The larger of the two refunds exposes the broader philosophical differences between Democrats and Republicans about taxation and the role of government.

This refund would be triggered purely by a healing economy, not an entanglement with a new voter-enacted tax.

Most Republicans are happy to cut you your check, in keeping with the spirit of TABOR.

“This is the taxpayer’s money,” Lambert told 9NEWS. “We have some limitations on the growth of government through the taxpayer’s bill of rights that I think most people in my caucus respect.”

Conversely, most Democrats would rather ask voters to let the state keep the money.

They’d prefer to use this money to pay for improvements to highways and bridges, or beef up school funding to pre-recession levels.

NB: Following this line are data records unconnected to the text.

use crate::error::ActionError;
use serde::{Deserialize, Serialize};

/// Discrete move. The integer convention `0=up 1=right 2=down 3=left` only
/// exists at the edges, through `index` and `TryFrom<i64>`.
#[derive(Debug, Clone, Copy, PartialEq, Eq, Hash, Serialize, Deserialize)]
#[serde(rename_all = "lowercase")]
pub enum Action {
    Up,
    Right,
    Down,
    Left,
}

impl Action {
    pub const ALL: [Action; 4] = [Action::Up, Action::Right, Action::Down, Action::Left];

    pub fn index(self) -> u8 {
        match self {
            Action::Up => 0,
            Action::Right => 1,
            Action::Down => 2,
            Action::Left => 3,
        }
    }

    /// Unit direction in image coordinates (y grows downwards).
    pub fn delta(self) -> (i64, i64) {
        match self {
            Action::Up => (0, -1),
            Action::Right => (1, 0),
            Action::Down => (0, 1),
            Action::Left => (-1, 0),
        }
    }

    /// WASD keys, case-insensitive, or the digits of the integer convention.
    pub fn from_key(key: char) -> Result<Self, ActionError> {
        match key.to_ascii_lowercase() {
            'w' => Ok(Action::Up),
            'd' => Ok(Action::Right),
            's' => Ok(Action::Down),
            'a' => Ok(Action::Left),
            digit @ '0'..='9' => Action::try_from(i64::from(digit as u8 - b'0'))
                .map_err(|_| ActionError::UnknownKey(key)),
            _ => Err(ActionError::UnknownKey(key)),
        }
    }

    pub fn name(self) -> &'static str {
        match self {
            Action::Up => "up",
            Action::Right => "right",
            Action::Down => "down",
            Action::Left => "left",
        }
    }
}

impl TryFrom<i64> for Action {
    type Error = ActionError;

    fn try_from(value: i64) -> Result<Self, Self::Error> {
        match value {
            0 => Ok(Action::Up),
            1 => Ok(Action::Right),
            2 => Ok(Action::Down),
            3 => Ok(Action::Left),
            other => Err(ActionError::Unknown(other)),
        }
    }
}

impl std::fmt::Display for Action {
    fn fmt(&self, f: &mut std::fmt::Formatter<'_>) -> std::fmt::Result {
        f.write_str(self.name())
    }
}

/// Parses an action script such as `"dddd s a"` or `"1,1,2"`. Whitespace and
/// commas separate nothing and are skipped.
pub fn parse_actions(script: &str) -> Result<Vec<Action>, ActionError> {
    script
        .chars()
        .filter(|c| !c.is_whitespace() && *c != ',')
        .map(Action::from_key)
        .collect()
}
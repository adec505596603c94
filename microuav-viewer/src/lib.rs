pub mod draw;
pub mod input;
pub mod layout;
use crate::args::MapArgs;
use crate::error::LoadError;
use crate::map_source::load_map;
use log::info;
use microuav_core::Simulator;

/// Resolves the config, loads (and resizes) the map, and builds the simulator.
pub fn open_simulator(args: &MapArgs) -> Result<Simulator, LoadError> {
    let config = args.resolve_config()?;
    let map = load_map(&args.map, config.resize_dims()?)?;
    let simulator = Simulator::configure(map, &config)?;
    let position = simulator.current_position();
    info!(
        "fov {}x{}, step {}, border {}, start ({}, {})",
        config.fov_width,
        config.fov_height,
        config.step_size,
        config.border_mode,
        position.x,
        position.y
    );
    Ok(simulator)
}
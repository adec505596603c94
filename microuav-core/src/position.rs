use crate::action::Action;
use crate::coordinates::Position;

/// Owns the drone position and keeps it inside the map.
#[derive(Debug, Clone, PartialEq, Eq)]
pub struct PositionModel {
    position: Position,
    start: Position,
    step_size: u32,
    width: u32,
    height: u32,
}

impl PositionModel {
    /// `width` and `height` are the map dimensions and must be non-zero.
    /// The start is clamped into the map.
    pub fn new(start: (i64, i64), step_size: u32, width: u32, height: u32) -> Self {
        let start = Position::clamped(start.0, start.1, width, height);
        Self {
            position: start,
            start,
            step_size,
            width,
            height,
        }
    }

    pub fn current(&self) -> Position {
        self.position
    }

    pub fn start(&self) -> Position {
        self.start
    }

    pub fn step_size(&self) -> u32 {
        self.step_size
    }

    pub fn bounds(&self) -> (u32, u32) {
        (self.width, self.height)
    }

    /// Moves by `step_size` and saturates at the map border.
    pub fn step(&mut self, action: Action) -> Position {
        let (dx, dy) = action.delta();
        let step = i64::from(self.step_size);
        self.position = Position::clamped(
            i64::from(self.position.x) + dx * step,
            i64::from(self.position.y) + dy * step,
            self.width,
            self.height,
        );
        self.position
    }

    pub fn reset(&mut self) -> Position {
        self.position = self.start;
        self.position
    }

    /// Jumps to an explicit location without touching the configured start.
    pub fn reset_to(&mut self, x: i64, y: i64) -> Position {
        self.position = Position::clamped(x, y, self.width, self.height);
        self.position
    }
}

#[cfg(test)]
mod tests {
    use super::*;

    fn model(start: (i64, i64), step: u32) -> PositionModel {
        PositionModel::new(start, step, 100, 100)
    }

    #[test]
    fn moves_in_image_coordinates() {
        let mut m = model((50, 50), 5);
        assert_eq!(m.step(Action::Up), Position::new(50, 45));
        assert_eq!(m.step(Action::Right), Position::new(55, 45));
        assert_eq!(m.step(Action::Down), Position::new(55, 50));
        assert_eq!(m.step(Action::Left), Position::new(50, 50));
    }

    #[test]
    fn right_four_times_from_center() {
        let mut m = model((50, 50), 5);
        for _ in 0..4 {
            m.step(Action::Right);
        }
        assert_eq!(m.current(), Position::new(70, 50));
    }

    #[test]
    fn clamps_at_left_border() {
        let mut m = model((2, 2), 5);
        assert_eq!(m.step(Action::Left), Position::new(0, 2));
    }

    #[test]
    fn huge_step_size_stays_in_bounds() {
        let mut m = PositionModel::new((3, 3), u32::MAX, 7, 5);
        assert_eq!(m.step(Action::Right), Position::new(6, 3));
        assert_eq!(m.step(Action::Down), Position::new(6, 4));
        assert_eq!(m.step(Action::Left), Position::new(0, 4));
        assert_eq!(m.step(Action::Up), Position::new(0, 0));
    }

    #[test]
    fn start_outside_map_is_clamped() {
        let m = PositionModel::new((-20, 500), 1, 10, 10);
        assert_eq!(m.start(), Position::new(0, 9));
    }

    #[test]
    fn reset_is_idempotent_and_restores_start() {
        let mut m = model((10, 20), 3);
        m.step(Action::Down);
        m.reset_to(90, 90);
        assert_eq!(m.reset(), Position::new(10, 20));
        assert_eq!(m.reset(), Position::new(10, 20));
        assert_eq!(m.start(), Position::new(10, 20));
    }

    #[test]
    fn repeated_action_reaches_fixed_point() {
        let mut m = model((37, 61), 5);
        for _ in 0..1000 {
            m.step(Action::Down);
        }
        let pinned = m.current();
        assert_eq!(pinned, Position::new(37, 99));
        assert_eq!(m.step(Action::Down), pinned);
    }
}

“Before we start making refunds to people we ought to ask should we fix the roof on the barn in the good year instead of just giving it all away,” Steadman said.

Now that Republicans control the state Senate, they are in the stronger position. If they don’t cut a deal, the refunds will happen automatically.

Lambert floated a more ambitious idea: lower tax rates to avoid triggering the refund.

With Democrats still holding a House majority, that’s an idea that’s unlikely to be enacted, though there could be support for tax credits that could reduce the overall size of any refund.

If a refund does move forward, lawmakers do have sway over how the money is distributed to taxpayers. People at different income levels could receive different amounts.